WVU Athletic Director Oliver Luck remarked, “Coach Stewart was a rock-solid West Virginian and a true Mountaineer. His enthusiasm and passion for his state’s flagship University was infectious. We join all Mountaineers in mourning his passing.”
“Mountaineer nation is truly saddened today to learn of the untimely passing of Coach Bill Stewart. Our hearts go out to the Stewart family and Bill’s many friends. He was a compassionate, energetic, and kind person. He loved his family dearly and was extremely community-oriented and very giving of his time,” commented WVU President Jim Clements. “He will be greatly missed.”

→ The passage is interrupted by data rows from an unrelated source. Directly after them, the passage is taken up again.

//! Event-driven rule lifecycle reconciliation.
//!
//! [`Reconciler::handle_event`] takes `&mut self`, so a single owner
//! processes events strictly in order; rules for one container are never
//! applied concurrently with their own teardown.
//!
//! Nothing in here returns an error to the caller: a failed inspect, a
//! rejected rule, or a wedged delete degrades that one container and is
//! logged. The daemon keeps consuming events regardless.

use tracing::{debug, info, warn};

use ufwguard_core::error::DockerError;
use ufwguard_core::types::OwnerTag;

use crate::docker::{ContainerMeta, DockerClient};
use crate::event::LifecycleEvent;
use crate::policy::PolicyCompiler;
use crate::resolver::HostnameResolver;
use crate::rules;
use crate::ufw::UfwBackend;

/// Applies and tears down firewall rules in response to container
/// lifecycle events.
pub struct Reconciler<D, U, R> {
    docker: D,
    ufw: U,
    compiler: PolicyCompiler<R>,
}

impl<D, U, R> Reconciler<D, U, R>
where
    D: DockerClient,
    U: UfwBackend,
    R: HostnameResolver,
{
    /// Creates a reconciler over the given Docker client, firewall
    /// backend, and hostname resolver.
    pub fn new(docker: D, ufw: U, resolver: R) -> Self {
        Self {
            docker,
            ufw,
            compiler: PolicyCompiler::new(resolver),
        }
    }

    /// Processes one lifecycle event to completion.
    pub async fn handle_event(&mut self, event: &LifecycleEvent) {
        if event.action.is_stop() {
            self.on_stop(&event.container_id, event.container_name.as_deref())
                .await;
        } else {
            self.on_start(&event.container_id).await;
        }
    }

    /// Applies rules for every running managed container.
    ///
    /// Run once at startup so containers started while the daemon was
    /// down still get their rules.
    pub async fn sync_running(&mut self) {
        let ids = match self.docker.list_managed_running().await {
            Ok(ids) => ids,
            Err(e) => {
                warn!(error = %e, "startup sync failed to list containers");
                return;
            }
        };
        info!(count = ids.len(), "syncing rules for running containers");
        for id in ids {
            self.on_start(&id).await;
        }
    }

    async fn on_start(&mut self, container_id: &str) {
        let meta = match self.docker.inspect_container(container_id).await {
            Ok(meta) => meta,
            Err(e @ DockerError::ContainerVanished(_)) => {
                debug!(container_id, error = %e, "container vanished before inspect, skipping");
                return;
            }
            Err(e) => {
                warn!(container_id, error = %e, "inspect failed, skipping container");
                return;
            }
        };

        let policy = self.compiler.compile(&meta.labels).await;
        for warning in &policy.warnings {
            warn!(container = meta.name.as_str(), %warning, "label problem");
        }
        if !policy.managed {
            debug!(container = meta.name.as_str(), "container not managed, skipping");
            return;
        }

        let Some(addr) = meta.routable_address() else {
            warn!(
                container = meta.name.as_str(),
                network_mode = meta.network_mode.as_deref().unwrap_or("default"),
                "no routable address, skipping container"
            );
            return;
        };

        let owner = meta.owner_tag();
        let ops = rules::compile(&policy, &meta.exposed_ports, addr, &owner);
        if ops.is_empty() {
            debug!(container = meta.name.as_str(), "policy compiles to no rules");
            return;
        }

        let mut applied = 0usize;
        for op in &ops {
            match self.ufw.apply(op).await {
                Ok(()) => {
                    applied += 1;
                    debug!(container = meta.name.as_str(), rule = %op, "rule applied");
                }
                Err(e) => {
                    warn!(container = meta.name.as_str(), rule = %op, error = %e, "rule apply failed");
                }
            }
        }
        info!(
            container = meta.name.as_str(),
            owner = %owner,
            applied,
            total = ops.len(),
            "container rules applied"
        );
    }

    async fn on_stop(&mut self, container_id: &str, name_hint: Option<&str>) {
        let Some(owner) = self.owner_for_stop(container_id, name_hint).await else {
            warn!(container_id, "cannot determine owner tag, skipping teardown");
            return;
        };

        // Teardown is always attempted, even for containers this process
        // never saw start. Rules from a previous daemon run must still go.
        let initial = match self.ufw.owned_rule_numbers(&owner).await {
            Ok(numbers) => numbers,
            Err(e) => {
                warn!(owner = %owner, error = %e, "rule lookup failed, skipping teardown");
                return;
            }
        };
        if initial.is_empty() {
            debug!(owner = %owner, "no rules owned, nothing to tear down");
            return;
        }

        // Deleting renumbers the table, so re-query before every delete
        // and always take the first match. Bounded by the initial count
        // so a rule that refuses to die cannot loop forever.
        let mut deleted = 0usize;
        for _ in 0..initial.len() {
            let numbers = match self.ufw.owned_rule_numbers(&owner).await {
                Ok(numbers) => numbers,
                Err(e) => {
                    warn!(owner = %owner, error = %e, "rule lookup failed mid-teardown");
                    break;
                }
            };
            let Some(&first) = numbers.first() else {
                break;
            };
            match self.ufw.delete_rule(first).await {
                Ok(()) => {
                    deleted += 1;
                    debug!(owner = %owner, number = first, "rule deleted");
                }
                Err(e) => {
                    warn!(owner = %owner, number = first, error = %e, "rule delete failed");
                }
            }
        }
        info!(owner = %owner, deleted, total = initial.len(), "container rules torn down");
    }

    /// Builds the owner tag for teardown. Prefers the name from the event
    /// (the container is often already gone); falls back to an inspect.
    async fn owner_for_stop(
        &self,
        container_id: &str,
        name_hint: Option<&str>,
    ) -> Option<OwnerTag> {
        if let Some(name) = name_hint {
            return Some(OwnerTag::new(name, container_id));
        }
        match self.docker.inspect_container(container_id).await {
            Ok(meta) => Some(meta.owner_tag()),
            Err(_) => None,
        }
    }
}
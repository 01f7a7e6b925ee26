//! Docker API abstraction for testability.
//!
//! The [`DockerClient`] trait abstracts the bollard Docker API so the
//! reconciler can run against [`MockDockerClient`] in tests while
//! production uses [`BollardDockerClient`]. Inspection is reduced to a
//! [`ContainerMeta`] carrying exactly the facts policy compilation needs:
//! labels, networks, and the published port map.

use std::collections::HashMap;
use std::future::Future;
use std::net::IpAddr;
use std::sync::Arc;

use bollard::models::ContainerInspectResponse;
use futures::Stream;

use ufwguard_core::error::DockerError;
use ufwguard_core::types::{ExposedPort, OwnerTag};

use crate::event::LifecycleEvent;
use crate::policy::LABEL_MANAGED;

/// Validates a container id before handing it to the Docker API.
///
/// Ids arrive from the event stream, but an id also ends up inside shell
/// arguments via the owner tag, so only hex ids of sane length pass.
fn validate_container_id(id: &str) -> Result<(), DockerError> {
    if id.is_empty() || id.len() > 64 {
        return Err(DockerError::Api(format!(
            "invalid container id: length {} (must be 1-64)",
            id.len()
        )));
    }
    if !id.chars().all(|c| c.is_ascii_hexdigit()) {
        return Err(DockerError::Api(
            "invalid container id: contains non-hex characters".to_owned(),
        ));
    }
    Ok(())
}

/// Container facts extracted from an inspect response.
#[derive(Debug, Clone, Default)]
pub struct ContainerMeta {
    /// Full container id.
    pub id: String,
    /// Container name without the leading slash.
    pub name: String,
    /// All container labels.
    pub labels: HashMap<String, String>,
    /// `HostConfig.NetworkMode`, when set.
    pub network_mode: Option<String>,
    /// Attached networks with a parseable address.
    pub networks: HashMap<String, IpAddr>,
    /// Published ports with at least one host binding, sorted.
    pub exposed_ports: Vec<ExposedPort>,
}

impl ContainerMeta {
    /// Reduces a raw inspect response to the facts we act on.
    pub fn from_inspect(details: ContainerInspectResponse) -> Self {
        let id = details.id.unwrap_or_default();
        let name = details
            .name
            .map(|n| n.trim_start_matches('/').to_owned())
            .unwrap_or_default();
        let labels = details
            .config
            .and_then(|c| c.labels)
            .unwrap_or_default();
        let network_mode = details.host_config.and_then(|h| h.network_mode);

        let mut networks = HashMap::new();
        let mut exposed_ports = Vec::new();
        if let Some(settings) = details.network_settings {
            if let Some(endpoints) = settings.networks {
                for (network, endpoint) in endpoints {
                    if let Some(ip) = endpoint
                        .ip_address
                        .as_deref()
                        .filter(|ip| !ip.is_empty())
                        .and_then(|ip| ip.parse().ok())
                    {
                        networks.insert(network, ip);
                    }
                }
            }
            if let Some(ports) = settings.ports {
                for (key, bindings) in ports {
                    // Only ports with an actual host binding are exposed.
                    let bound = bindings.is_some_and(|b| !b.is_empty());
                    if bound {
                        if let Some(port) = ExposedPort::from_port_key(&key) {
                            exposed_ports.push(port);
                        }
                    }
                }
            }
        }
        // Deterministic rule order regardless of map iteration order.
        exposed_ports.sort();

        Self {
            id,
            name,
            labels,
            network_mode,
            networks,
            exposed_ports,
        }
    }

    /// The address rules are written against.
    ///
    /// A container on a user-defined network gets that network's address;
    /// otherwise the default bridge address. `None` for host/none network
    /// modes and containers with no parseable address.
    pub fn routable_address(&self) -> Option<IpAddr> {
        if let Some(mode) = self.network_mode.as_deref() {
            if mode != "default" && mode != "bridge" {
                return self.networks.get(mode).copied();
            }
        }
        self.networks.get("bridge").copied()
    }

    /// Ownership key for this container's rules.
    pub fn owner_tag(&self) -> OwnerTag {
        OwnerTag::new(self.name.clone(), &self.id)
    }
}

/// Trait abstracting the Docker API operations the reconciler needs.
pub trait DockerClient: Send + Sync + 'static {
    /// Inspects a container. A container that no longer exists (it
    /// vanished between the event and the inspect) yields
    /// [`DockerError::ContainerVanished`].
    fn inspect_container(
        &self,
        id: &str,
    ) -> impl Future<Output = Result<ContainerMeta, DockerError>> + Send;

    /// Lists ids of running containers carrying the management label.
    fn list_managed_running(
        &self,
    ) -> impl Future<Output = Result<Vec<String>, DockerError>> + Send;

    /// Checks daemon connectivity.
    fn ping(&self) -> impl Future<Output = Result<(), DockerError>> + Send;
}

/// Production Docker client implementation using `bollard`.
///
/// Cheap to clone; the underlying connection is shared.
#[derive(Clone)]
pub struct BollardDockerClient {
    docker: Arc<bollard::Docker>,
}

impl BollardDockerClient {
    /// Connects to Docker using the default local socket.
    pub fn connect_local() -> Result<Self, DockerError> {
        let docker = bollard::Docker::connect_with_local_defaults()
            .map_err(|e| DockerError::Connection(format!("failed to connect to docker: {e}")))?;
        Ok(Self {
            docker: Arc::new(docker),
        })
    }

    /// Connects to Docker using a specific socket path.
    pub fn connect_with_socket(socket_path: &str) -> Result<Self, DockerError> {
        let docker =
            bollard::Docker::connect_with_socket(socket_path, 120, bollard::API_DEFAULT_VERSION)
                .map_err(|e| {
                    DockerError::Connection(format!(
                        "failed to connect to docker at {socket_path}: {e}"
                    ))
                })?;
        Ok(Self {
            docker: Arc::new(docker),
        })
    }

    /// Subscribes to container start/die/kill events.
    ///
    /// Filtering happens server-side; [`LifecycleEvent::from_message`]
    /// re-checks on our side and drops anything it cannot decode. The
    /// stream ends when the daemon connection is lost; the caller decides
    /// whether to reconnect.
    pub fn lifecycle_events(
        &self,
    ) -> impl Stream<Item = Result<Option<LifecycleEvent>, DockerError>> + '_ {
        use bollard::system::EventsOptions;
        use futures::StreamExt;

        let mut filters = HashMap::new();
        filters.insert("type".to_owned(), vec!["container".to_owned()]);
        filters.insert(
            "event".to_owned(),
            vec!["start".to_owned(), "die".to_owned(), "kill".to_owned()],
        );

        self.docker
            .events(Some(EventsOptions::<String> {
                since: None,
                until: None,
                filters,
            }))
            .map(|item| match item {
                Ok(message) => Ok(LifecycleEvent::from_message(&message)),
                Err(e) => Err(DockerError::Connection(format!("event stream failed: {e}"))),
            })
    }
}

impl DockerClient for BollardDockerClient {
    async fn inspect_container(&self, id: &str) -> Result<ContainerMeta, DockerError> {
        validate_container_id(id)?;

        match self.docker.inspect_container(id, None).await {
            Ok(details) => Ok(ContainerMeta::from_inspect(details)),
            Err(e) if e.to_string().contains("404") => {
                Err(DockerError::ContainerVanished(id.to_owned()))
            }
            Err(e) => Err(DockerError::Api(format!("inspect container failed: {e}"))),
        }
    }

    async fn list_managed_running(&self) -> Result<Vec<String>, DockerError> {
        use bollard::container::ListContainersOptions;

        let mut filters = HashMap::new();
        // Label presence only; the policy compiler decides whether the
        // value actually enables management.
        filters.insert("label".to_owned(), vec![LABEL_MANAGED.to_owned()]);

        let options = ListContainersOptions::<String> {
            all: false,
            filters,
            ..Default::default()
        };

        let containers = self
            .docker
            .list_containers(Some(options))
            .await
            .map_err(|e| DockerError::Api(format!("list containers failed: {e}")))?;

        Ok(containers
            .into_iter()
            .filter_map(|c| c.id)
            .collect())
    }

    async fn ping(&self) -> Result<(), DockerError> {
        self.docker
            .ping()
            .await
            .map_err(|e| DockerError::Connection(format!("ping failed: {e}")))?;
        Ok(())
    }
}

/// Test Docker client with a fixed container table.
#[cfg(test)]
#[derive(Default)]
pub struct MockDockerClient {
    containers: Vec<ContainerMeta>,
    fail_inspects: bool,
}

#[cfg(test)]
impl MockDockerClient {
    pub fn new() -> Self {
        Self::default()
    }

    pub fn with_container(mut self, meta: ContainerMeta) -> Self {
        self.containers.push(meta);
        self
    }

    pub fn with_failing_inspects(mut self) -> Self {
        self.fail_inspects = true;
        self
    }
}

#[cfg(test)]
impl DockerClient for MockDockerClient {
    async fn inspect_container(&self, id: &str) -> Result<ContainerMeta, DockerError> {
        if self.fail_inspects {
            return Err(DockerError::Api("mock failure".to_owned()));
        }
        self.containers
            .iter()
            .find(|c| c.id == id)
            .cloned()
            .ok_or_else(|| DockerError::ContainerVanished(id.to_owned()))
    }

    async fn list_managed_running(&self) -> Result<Vec<String>, DockerError> {
        Ok(self
            .containers
            .iter()
            .filter(|c| c.labels.contains_key(LABEL_MANAGED))
            .map(|c| c.id.clone())
            .collect())
    }

    async fn ping(&self) -> Result<(), DockerError> {
        Ok(())
    }
}
//! Hostname resolution for egress selectors.
//!
//! The [`HostnameResolver`] trait abstracts forward DNS lookups so the
//! policy compiler can be tested without network I/O. Resolution is lazy:
//! the compiler resolves each distinct hostname selector once per
//! compilation pass and never caches across passes, so DNS changes are
//! picked up on the next container start.
//!
//! A name that resolves to nothing yields an empty set rather than an
//! error — one dead egress hostname must not block the rest of the policy.

use std::future::Future;
use std::net::IpAddr;

use tracing::debug;

/// Trait abstracting forward hostname lookups.
pub trait HostnameResolver: Send + Sync + 'static {
    /// Resolves a hostname to its current set of addresses.
    ///
    /// Returns an empty vector when the name does not resolve (NXDOMAIN,
    /// resolver failure, or genuinely empty answer); the caller logs the
    /// empty result as a warning. Addresses are deduplicated,
    /// order-preserving.
    fn resolve(&self, host: &str) -> impl Future<Output = Vec<IpAddr>> + Send;
}

/// System resolver backed by the OS (getaddrinfo via tokio).
#[derive(Debug, Clone, Copy, Default)]
pub struct SystemResolver;

impl SystemResolver {
    /// Creates a system resolver.
    pub fn new() -> Self {
        Self
    }
}

impl HostnameResolver for SystemResolver {
    async fn resolve(&self, host: &str) -> Vec<IpAddr> {
        // lookup_host needs a port; it is discarded from the answer.
        match tokio::net::lookup_host((host, 0u16)).await {
            Ok(addrs) => {
                let mut seen = Vec::new();
                for addr in addrs {
                    let ip = addr.ip();
                    if !seen.contains(&ip) {
                        seen.push(ip);
                    }
                }
                seen
            }
            Err(e) => {
                debug!(host, error = %e, "hostname lookup failed, treating as empty");
                Vec::new()
            }
        }
    }
}

/// Test resolver with a fixed hostname table.
#[cfg(test)]
#[derive(Debug, Default)]
pub struct MockResolver {
    entries: std::collections::HashMap<String, Vec<IpAddr>>,
}

#[cfg(test)]
impl MockResolver {
    /// Creates an empty mock resolver (every lookup yields no addresses).
    pub fn new() -> Self {
        Self::default()
    }

    /// Registers addresses for a hostname.
    pub fn with_host(mut self, host: &str, addrs: &[&str]) -> Self {
        self.entries.insert(
            host.to_owned(),
            addrs.iter().map(|a| a.parse().unwrap()).collect(),
        );
        self
    }
}

#[cfg(test)]
impl HostnameResolver for MockResolver {
    async fn resolve(&self, host: &str) -> Vec<IpAddr> {
        self.entries.get(host).cloned().unwrap_or_default()
    }
}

Logan Smith, a New Martinsville native who serves as the assistant sports information director at Walsh University in North Canton, Ohio, said, “I’ve met numerous coaches in my short career as a sports reporter at the Tyler Star News and as the assistant sports information director at Walsh, but Bill Stewart was, without a doubt, the nicest, kindest and most genuine coach I’ve ever had the pleasure of meeting. It’s not often that you find a role model of his caliber in your own back yard.”
“I’ve heard other people say that whenever you shook his hand, he made you feel as if he was having the best day of his life. I can’t remember a time when he didn’t have a smile on his face, win or lose,” Smith added. “It’s hard to put it into words, because it’s almost cliche to say ‘he was such a nice guy,’ but he was. Bill Stewart was the epitome of every cliche.”